Thursday, May 31, 2012
Speculation about Greece's Books Mount
Suspicions that statistics from Greece were overlooked by the
European Union officials while negotiating Greece's entry for the
single currency in 2002, according to a report published by the
Federation of European Employers (FedEE).
The report by the think tank servicing multinational companies
operating in Europe questions who is to blame for taxpayer around
the world having to pay $300 billion for the blunder. The FedEE
reviewed the report published in November 2004 by the European
statistics library in Luxembourg. The report charts the frustrated
efforts of the EU statisticians over an eight-year period to persuade
the Greek government to provide honest and accurate statistics.
Inconsistencies in the interpretation of capital transfers as a
counterpart to various items of debt assumptions were pointed
out in a letter by the director general of Eurostat to the National
Statistical Service of Greece.
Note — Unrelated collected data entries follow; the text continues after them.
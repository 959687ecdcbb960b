//! End-to-end tests for Emporium.
//!
//! The tests talk HTTP to running servers and are `#[ignore]`d by default.
//!
//! # Running Tests
//!
//! ```bash
//! emporium migrate
//! emporium user create -e e2e@example.org -n "E2E" -r admin --password e2e-password-1
//! cargo run -p emporium-storefront &
//! cargo run -p emporium-admin &
//! EMPORIUM_TEST_EMAIL=e2e@example.org EMPORIUM_TEST_PASSWORD=e2e-password-1 \
//!     cargo test -p emporium-integration-tests -- --ignored
//! ```
//!
//! # Environment Variables
//!
//! - `STOREFRONT_BASE_URL` - defaults to `http://localhost:3000`
//! - `ADMIN_BASE_URL` - defaults to `http://localhost:3001`
//! - `EMPORIUM_TEST_EMAIL`, `EMPORIUM_TEST_PASSWORD` - an active admin account

use reqwest::{Client, StatusCode, redirect::Policy};
use serde_json::Value;

/// Base URL of the storefront.
#[must_use]
pub fn storefront_base_url() -> String {
    std::env::var("STOREFRONT_BASE_URL").unwrap_or_else(|_| "http://localhost:3000".to_string())
}

/// Base URL of the admin panel.
#[must_use]
pub fn admin_base_url() -> String {
    std::env::var("ADMIN_BASE_URL").unwrap_or_else(|_| "http://localhost:3001".to_string())
}

/// Admin API URL for `path` (no leading slash).
#[must_use]
pub fn admin_api(path: &str) -> String {
    format!("{}/api/v1/admin/{path}", admin_base_url())
}

/// Storefront API URL for `path` (no leading slash).
#[must_use]
pub fn storefront_api(path: &str) -> String {
    format!("{}/api/v1/{path}", storefront_base_url())
}

/// Client with a cookie jar that does not follow redirects, so tests can
/// assert on them.
///
/// # Errors
///
/// Returns the builder error if the TLS backend cannot initialize.
pub fn client() -> reqwest::Result<Client> {
    Client::builder()
        .cookie_store(true)
        .redirect(Policy::none())
        .build()
}

/// Failure while setting up a test session.
#[derive(Debug)]
pub enum SetupError {
    MissingCredentials,
    Http(reqwest::Error),
    LoginRejected(StatusCode),
}

impl From<reqwest::Error> for SetupError {
    fn from(e: reqwest::Error) -> Self {
        Self::Http(e)
    }
}

/// Client signed in to the admin panel with the test account.
///
/// # Errors
///
/// Returns `SetupError` if the credentials are unset or refused.
pub async fn admin_client() -> Result<Client, SetupError> {
    let email = std::env::var("EMPORIUM_TEST_EMAIL").map_err(|_| SetupError::MissingCredentials)?;
    let password =
        std::env::var("EMPORIUM_TEST_PASSWORD").map_err(|_| SetupError::MissingCredentials)?;

    let client = client()?;
    let response = client
        .post(format!("{}/auth/login", admin_base_url()))
        .form(&[("email", email.as_str()), ("password", password.as_str())])
        .send()
        .await?;
    if response.status() != StatusCode::SEE_OTHER {
        return Err(SetupError::LoginRejected(response.status()));
    }
    Ok(client)
}

/// Split an API envelope into `(success, data, error)`.
#[must_use]
pub fn envelope(body: &Value) -> (bool, &Value, Option<&str>) {
    (
        body["success"].as_bool().unwrap_or(false),
        &body["data"],
        body["error"].as_str(),
    )
}

/// Unique suffix for records created by a test run.
#[must_use]
pub fn unique(prefix: &str) -> String {
    format!("{prefix}-{}", uuid::Uuid::new_v4().simple())
}
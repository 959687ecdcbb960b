//! Core types for Emporium.
//!
//! This module provides type-safe wrappers for common domain concepts.

pub mod email;
pub mod id;
pub mod money;
pub mod slug;
pub mod status;

pub use email::{Email, EmailError};
pub use id::*;
pub use money::{CurrencyCode, format_money};
pub use slug::{Slug, SlugError};
pub use status::*;
//! Storefront configuration loaded from environment variables.
//!
//! # Environment Variables
//!
//! ## Required
//! - `STOREFRONT_DATABASE_URL` or `DATABASE_URL` - `PostgreSQL` connection string
//!
//! ## Optional
//! - `STOREFRONT_HOST` - Bind address (default: 127.0.0.1)
//! - `STOREFRONT_PORT` - Listen port (default: 3000)
//! - `STOREFRONT_BASE_URL` - Public URL (default: `http://localhost:3000`)
//! - `STORE_NAME` - Shown in page titles and the header (default: Emporium)
//! - `STORE_CURRENCY` - ISO 4217 code used for display (default: USD)
//! - `SENTRY_DSN` - Sentry error tracking DSN
//! - `SENTRY_ENVIRONMENT` - Sentry environment tag

use std::net::{IpAddr, SocketAddr};

use secrecy::SecretString;
use thiserror::Error;
use url::Url;

use emporium_core::CurrencyCode;

/// Configuration errors that can occur during loading.
#[derive(Debug, Error)]
pub enum ConfigError {
    #[error("Missing environment variable: {0}")]
    MissingEnvVar(String),
    #[error("Invalid environment variable {0}: {1}")]
    InvalidEnvVar(String, String),
}

/// Storefront application configuration.
#[derive(Debug, Clone)]
pub struct StorefrontConfig {
    /// `PostgreSQL` database connection URL (contains password)
    pub database_url: SecretString,
    /// IP address to bind the server to
    pub host: IpAddr,
    /// Port to listen on
    pub port: u16,
    /// Public base URL for the storefront
    pub base_url: Url,
    /// Store display name
    pub store_name: String,
    /// Currency used when formatting prices
    pub currency: CurrencyCode,
    /// Sentry DSN for error tracking
    pub sentry_dsn: Option<String>,
    /// Sentry environment (production, staging)
    pub sentry_environment: Option<String>,
}

impl StorefrontConfig {
    /// Load configuration from environment variables.
    ///
    /// Calls `dotenvy::dotenv()` to load from `.env` file if present.
    ///
    /// # Errors
    ///
    /// Returns `ConfigError` if required variables are missing or invalid.
    pub fn from_env() -> Result<Self, ConfigError> {
        // Load .env file if present (ignore errors if not found)
        let _ = dotenvy::dotenv();

        let database_url = get_database_url("STOREFRONT_DATABASE_URL")?;
        let host = get_env_or_default("STOREFRONT_HOST", "127.0.0.1")
            .parse::<IpAddr>()
            .map_err(|e| {
                ConfigError::InvalidEnvVar("STOREFRONT_HOST".to_string(), e.to_string())
            })?;
        let port = get_env_or_default("STOREFRONT_PORT", "3000")
            .parse::<u16>()
            .map_err(|e| {
                ConfigError::InvalidEnvVar("STOREFRONT_PORT".to_string(), e.to_string())
            })?;
        let base_url = parse_base_url(
            "STOREFRONT_BASE_URL",
            &get_env_or_default("STOREFRONT_BASE_URL", "http://localhost:3000"),
        )?;
        let store_name = get_env_or_default("STORE_NAME", "Emporium");
        let currency = get_env_or_default("STORE_CURRENCY", "USD")
            .parse::<CurrencyCode>()
            .map_err(|e| ConfigError::InvalidEnvVar("STORE_CURRENCY".to_string(), e))?;

        Ok(Self {
            database_url,
            host,
            port,
            base_url,
            store_name,
            currency,
            sentry_dsn: get_optional_env("SENTRY_DSN"),
            sentry_environment: get_optional_env("SENTRY_ENVIRONMENT"),
        })
    }

    /// Returns the socket address for binding the server.
    #[must_use]
    pub const fn socket_addr(&self) -> SocketAddr {
        SocketAddr::new(self.host, self.port)
    }

    /// Whether cookies should carry the `Secure` flag.
    #[must_use]
    pub fn is_https(&self) -> bool {
        self.base_url.scheme() == "https"
    }
}

// =============================================================================
// Helper Functions
// =============================================================================

/// Get database URL with fallback to generic `DATABASE_URL`.
fn get_database_url(primary_key: &str) -> Result<SecretString, ConfigError> {
    if let Ok(value) = std::env::var(primary_key) {
        return Ok(SecretString::from(value));
    }
    if let Ok(value) = std::env::var("DATABASE_URL") {
        return Ok(SecretString::from(value));
    }
    Err(ConfigError::MissingEnvVar(primary_key.to_string()))
}

/// Get an optional environment variable, treating blank as unset.
fn get_optional_env(key: &str) -> Option<String> {
    std::env::var(key).ok().filter(|v| !v.trim().is_empty())
}

/// Get an environment variable with a default value.
fn get_env_or_default(key: &str, default: &str) -> String {
    std::env::var(key).unwrap_or_else(|_| default.to_string())
}

/// Parse an absolute `http(s)` base URL.
fn parse_base_url(key: &str, value: &str) -> Result<Url, ConfigError> {
    let url = Url::parse(value.trim())
        .map_err(|e| ConfigError::InvalidEnvVar(key.to_string(), e.to_string()))?;
    if !matches!(url.scheme(), "http" | "https") || url.host_str().is_none() {
        return Err(ConfigError::InvalidEnvVar(
            key.to_string(),
            "must be an absolute http(s) URL".to_string(),
        ));
    }
    Ok(url)
}

#[cfg(test)]
#[allow(clippy::unwrap_used)]
mod tests {
    use super::*;

    fn config(base_url: &str) -> StorefrontConfig {
        StorefrontConfig {
            database_url: SecretString::from("postgres://localhost/test"),
            host: "127.0.0.1".parse().unwrap(),
            port: 3000,
            base_url: Url::parse(base_url).unwrap(),
            store_name: "Emporium".to_string(),
            currency: CurrencyCode::USD,
            sentry_dsn: None,
            sentry_environment: None,
        }
    }

    #[test]
    fn test_socket_addr() {
        let addr = config("http://localhost:3000").socket_addr();
        assert_eq!(addr.ip().to_string(), "127.0.0.1");
        assert_eq!(addr.port(), 3000);
    }

    #[test]
    fn test_is_https() {
        assert!(!config("http://localhost:3000").is_https());
        assert!(config("https://shop.example.com").is_https());
    }

    #[test]
    fn test_parse_base_url_accepts_http_and_https() {
        assert!(parse_base_url("X", "http://localhost:3000").is_ok());
        assert!(parse_base_url("X", " https://shop.example.com/ ").is_ok());
    }

    #[test]
    fn test_parse_base_url_rejects_relative_and_other_schemes() {
        assert!(matches!(
            parse_base_url("X", "/shop"),
            Err(ConfigError::InvalidEnvVar(_, _))
        ));
        assert!(parse_base_url("X", "ftp://files.example.com").is_err());
        assert!(parse_base_url("X", "mailto:owner@example.com").is_err());
    }
}
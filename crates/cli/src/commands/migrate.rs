//! Database migration command.
//!
//! Applies the embedded migrations in `crates/db/migrations/` to the `shop`
//! schema. Already-applied migrations are skipped.

use sqlx::PgPool;
use thiserror::Error;

/// Errors that can occur while migrating.
#[derive(Debug, Error)]
pub enum MigrateError {
    #[error("Migration error: {0}")]
    Migration(#[from] sqlx::migrate::MigrateError),
}

/// Run all pending migrations.
///
/// # Errors
///
/// Returns `MigrateError::Migration` if a migration fails or the applied
/// history no longer matches the embedded files.
pub async fn run(pool: &PgPool) -> Result<(), MigrateError> {
    tracing::info!(
        available = emporium_db::MIGRATOR.iter().count(),
        "Running migrations..."
    );
    emporium_db::MIGRATOR.run(pool).await?;
    tracing::info!("Migrations complete!");
    Ok(())
}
The letter went on to say, "Eurostat
could not agree with the exclusion of the counterpart transaction
from the net borrowing requirement of the general government sector."
The report alleges that from that time, the Greek Statisical Service
would apparently conform to EU requests but later falsify the figures.
In 1997, the EU instructed that "these corrections" should be done
immediately and "in spite of this conclusion, Greece did not revise its
figures and did not transmite a revised notification".
The pattern of number fudgin repeated itself with disastrous results
in 2009. In October that year, just after Greece's new finance minister,
George Papakonstantinou took office he announced the the government debt
was THREE times higher than his predecessors had let on - 12.8% instead
of 3.6%. Six month later, further calculations put the debt at a
staggering 13.6%!!!
These figures set off the international alarm bells about Greece's fiscal
situation.
Even the new Greek prime minister, George Papandreou referred to the
National Statistical Service of Greece as a "joke". The stats agency was
subquently made independent of the government as a condition of the bailout
package in 2010.
The secretary general of the FedEE, Robin Chater, wanted to know why no
one has been held responsible for allowing Greece to join the eurozone in
the first place. More to follow on this as the EU story unfolds.